Sherman: Yankees looking to add late-inning reliever

McCullough: Yankees, Javier Lopez have "expressed mutual interest"
Business Notes: Derek Jeter, Joe Girardi

Via Joel Sherman: The Yankees are looking to add a late-inning reliever to either replace David Robertson in the eighth inning or take over as closer if Robertson doesn’t run away with the job. “I definitely need to improve the bullpen and provide as many arms out there for [Joe Girardi] to choose from,” said Brian Cashman to Andy McCullough earlier this week. “I’m definitely interested in exploring all available options that would improve the pen, from the left and right side.”
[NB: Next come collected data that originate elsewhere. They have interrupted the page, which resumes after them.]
//! Rust adapter for the Gemini `generateContent` REST endpoint.
//!
//! This crate provides environment-driven configuration and a minimal client
//! that turns a system prompt and a user prompt into plain response text.

/// HTTP client for `generateContent`.
pub mod client;
/// Endpoint, credential and timeout configuration.
pub mod config;
/// Error types returned by adapter operations.
pub mod error;
/// Request bodies and response text extraction.
pub mod types;

pub use client::GeminiClient;
pub use config::GeminiConfig;
pub use error::GeminiError;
At the moment, the only locks for next year’s bullpen are Robertson and Shawn Kelley. Adam Warren and David Phelps could also be in the mix depending on how the rotation shakes out. Both Dellin Betances and David Huff are out of minor league options and will get chances to win jobs in camp. Other guys like Preston Claiborne and Cesar Cabral will be in the mix, but they can be sent to Triple-A if need be. Relievers are the riskiest investments in baseball, but I think the need for another veteran late-inning guy is pretty obvious. The Yankees have already been connected to Grant Balfour and could also target free agents like Jesse Crain and Jose Veras. Sherman speculates the rehabbing Joel Hanrahan could be a possibility.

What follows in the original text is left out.